Seminar
seminar
Experimental evidence of universality in active matter: Long-range order & anomalous fluctuations in collective motion of filamentous bacteria (in English)
- PLACE Honkan Building 1F, Meeting Room 1
Collective motion of self-propelled elements, as seen in bird flocks, fish schools, bacterial swarms, etc., is so ubiquitous. Physicists’ efforts to find their universal properties now constitute a new field in nonequilibrium statistical physics: “active matter physics”. Evidence for such universality has been provided by many theoretical and numerical studies using simple models. However, no experiments so far have been fully convincing in demonstrating this universality.
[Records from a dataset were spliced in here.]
//! postrender CLI - render a post payload or plain text to HTML or JSON

use std::fs;
use std::io::{self, Read, Write};
use std::path::{Path, PathBuf};
use std::process::ExitCode;

use clap::{Parser, ValueEnum};
use postrender::{Document, Error, OffsetUnit, Options, PostContent, StyleMode};

#[derive(Clone, Copy, Debug, ValueEnum)]
enum Format {
    /// HTML fragment
    Html,
    /// Rendering instructions as JSON
    Json,
}

/// CLI flags
#[derive(Parser)]
#[command(author, version, about)]
struct Cli {
    /// Input file, `-` for stdin
    #[arg(default_value = "-")]
    input: PathBuf,

    /// Treat input as raw text instead of a JSON post
    #[arg(long)]
    text: bool,

    /// Layout mode for raw text
    #[arg(long, default_value_t = StyleMode::Tweet)]
    mode: StyleMode,

    /// Output format
    #[arg(long, value_enum, default_value_t = Format::Html)]
    format: Format,

    /// Range offsets count Unicode scalar values instead of UTF-16 units
    #[arg(long)]
    char_offsets: bool,

    /// Do not link bare URLs, mentions or hashtags
    #[arg(long)]
    no_linkify: bool,

    /// Do not detect headings in article text
    #[arg(long)]
    no_headings: bool,
}

impl Cli {
    fn options(&self) -> Options {
        Options {
            offset_unit: if self.char_offsets {
                OffsetUnit::Char
            } else {
                OffsetUnit::Utf16
            },
            linkify: !self.no_linkify,
            detect_headings: !self.no_headings,
        }
    }
}

fn main() -> ExitCode {
    env_logger::Builder::new()
        .filter_level(log::LevelFilter::Warn)
        .parse_default_env()
        .init();

    match run(&Cli::parse()) {
        Ok(()) => ExitCode::SUCCESS,
        Err(err) => {
            eprintln!("postrender: {err}");
            ExitCode::FAILURE
        }
    }
}

fn run(cli: &Cli) -> Result<(), Error> {
    let input = read_input(&cli.input)?;

    let post = if cli.text {
        PostContent::from_text(input, cli.mode)
    } else {
        postrender::parse_post(&input)?
    };
    log::debug!(
        "rendering {} post ({} blocks)",
        if post.is_structured() { "structured" } else { "plain" },
        post.blocks.len()
    );

    let document = postrender::render_post(&post, &cli.options());
    let output = format_document(&document, cli.format)?;

    let mut stdout = io::stdout().lock();
    stdout
        .write_all(output.as_bytes())
        .map_err(|source| io_error("stdout", source))
}

fn read_input(path: &Path) -> Result<String, Error> {
    if path.as_os_str() == "-" {
        let mut buf = String::new();
        io::stdin()
            .read_to_string(&mut buf)
            .map_err(|source| io_error("stdin", source))?;
        Ok(buf)
    } else {
        fs::read_to_string(path).map_err(|source| io_error(path, source))
    }
}

fn io_error(path: impl Into<PathBuf>, source: io::Error) -> Error {
    Error::Io {
        path: path.into(),
        source,
    }
}

fn format_document(document: &Document, format: Format) -> Result<String, Error> {
    match format {
        Format::Html => Ok(document.to_html()),
        Format::Json => {
            let mut json = serde_json::to_string_pretty(document)?;
            json.push('\n');
            Ok(json)
        }
    }
}
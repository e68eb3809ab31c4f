//! Linkification of bare URLs, @mentions and #hashtags.
//!
//! Input is already-escaped text. URL regions are found first and protected;
//! mentions and hashtags are matched only in the gaps between them.

use memchr::{memchr2, memmem};
use smallvec::SmallVec;

use crate::escape::sanitize_url;
use crate::limits::{HASHTAG_BASE_URL, MAX_MENTION_LEN, MENTION_BASE_URL};
use crate::range::Range;
use crate::render::HtmlWriter;

/// URL regions of one text run. Most runs contain none or one.
type UrlRegions = SmallVec<[Range; 2]>;

/// Linkify escaped text into a new string.
///
/// # Example
/// ```
/// use postrender::inline::linkify;
///
/// assert_eq!(
///     linkify("hi @bob"),
///     "hi <a href=\"https://x.com/bob\" target=\"_blank\" rel=\"noopener noreferrer\">@bob</a>"
/// );
/// ```
pub fn linkify(escaped: &str) -> String {
    let mut writer = HtmlWriter::with_capacity_for(escaped.len());
    linkify_into(&mut writer, escaped);
    writer.into_string()
}

/// Linkify escaped text into `w`.
pub fn linkify_into(w: &mut HtmlWriter, escaped: &str) {
    let mut urls = UrlRegions::new();
    find_urls_into(escaped, &mut urls);

    let mut pos = 0;
    for url in &urls {
        link_handles(w, escaped, pos, url.start_usize());
        write_url(w, &escaped[url.start_usize()..url.end_usize()]);
        pos = url.end_usize();
    }
    link_handles(w, escaped, pos, escaped.len());
}

/// Find `http://` and `https://` runs, each extending to the next whitespace
/// or `<`.
fn find_urls_into(text: &str, out: &mut UrlRegions) {
    let bytes = text.as_bytes();
    let mut resume = 0;

    for start in memmem::find_iter(bytes, b"http") {
        if start < resume {
            continue;
        }
        let rest = &text[start..];
        let scheme_len = if rest.starts_with("https://") {
            8
        } else if rest.starts_with("http://") {
            7
        } else {
            continue;
        };

        let body = &rest[scheme_len..];
        let body_len = body
            .find(|c: char| c.is_whitespace() || c == '<')
            .unwrap_or(body.len());
        if body_len == 0 {
            continue;
        }

        let end = start + scheme_len + body_len;
        out.push(Range::from_usize(start, end));
        resume = end;
    }
}

fn write_url(w: &mut HtmlWriter, url: &str) {
    match sanitize_url(url) {
        Some(href) => {
            w.link_start_escaped(href);
            w.write_string(url);
            w.link_end();
        }
        None => {
            log::debug!("leaving unusable url unlinked: {url:?}");
            w.write_string(url);
        }
    }
}

/// Link mentions and hashtags in `text[from..to]`, copying everything else.
fn link_handles(w: &mut HtmlWriter, text: &str, from: usize, to: usize) {
    let bytes = text.as_bytes();
    let mut copied = from;
    let mut pos = from;

    while let Some(found) = memchr2(b'@', b'#', &bytes[pos..to]) {
        let sigil_at = pos + found;
        pos = sigil_at + 1;

        if sigil_at > 0 && is_word_byte(bytes[sigil_at - 1]) {
            continue;
        }

        let is_mention = bytes[sigil_at] == b'@';
        let max_len = if is_mention { MAX_MENTION_LEN } else { usize::MAX };
        let name_len = bytes[pos..to]
            .iter()
            .take(max_len)
            .take_while(|&&b| is_word_byte(b))
            .count();
        if name_len == 0 {
            continue;
        }

        let name_end = pos + name_len;
        let name = &text[pos..name_end];

        w.write_string(&text[copied..sigil_at]);
        w.write_str("<a href=\"");
        w.write_str(if is_mention { MENTION_BASE_URL } else { HASHTAG_BASE_URL });
        w.write_string(name);
        w.write_str("\" target=\"_blank\" rel=\"noopener noreferrer\">");
        w.write_string(&text[sigil_at..name_end]);
        w.link_end();

        copied = name_end;
        pos = name_end;
    }

    w.write_string(&text[copied..to]);
}

#[inline]
fn is_word_byte(b: u8) -> bool {
    b.is_ascii_alphanumeric() || b == b'_'
}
In this seminar, after introducing standard models of collective motion and giving state-of-the-art interpretations on previous experimental studies, I show our experiments on collective dynamics of elongated bacteria swimming in a quasi-two-dimensional fluid layer [1]. Strong confinement and the high aspect ratio of bacteria induce weak nematic alignment upon collision, which gives rise to spontaneous breaking of rotational symmetry and global nematic order at sufficiently high density of bacteria. This homogeneous but fluctuating ordered phase has turned out to have true long-range orientational order and non-trivial giant number fluctuations associated with Nambu-Goldstone modes, which verifies the existence of an active nematic phase predicted to universally emerge in simple standard models. Through our experiments, I will also discuss what makes our system different from previous experiments and what might be crucial for the emergence of such universality in reality.
[1] D. Nishiguchi, K. H. Nagai, H. Chate, and M. Sano, “Long-range nematic order and anomalous fluctuations in suspensions of swimming filamentous bacteria”, Physical Review E, 95, 020601(R) (2017).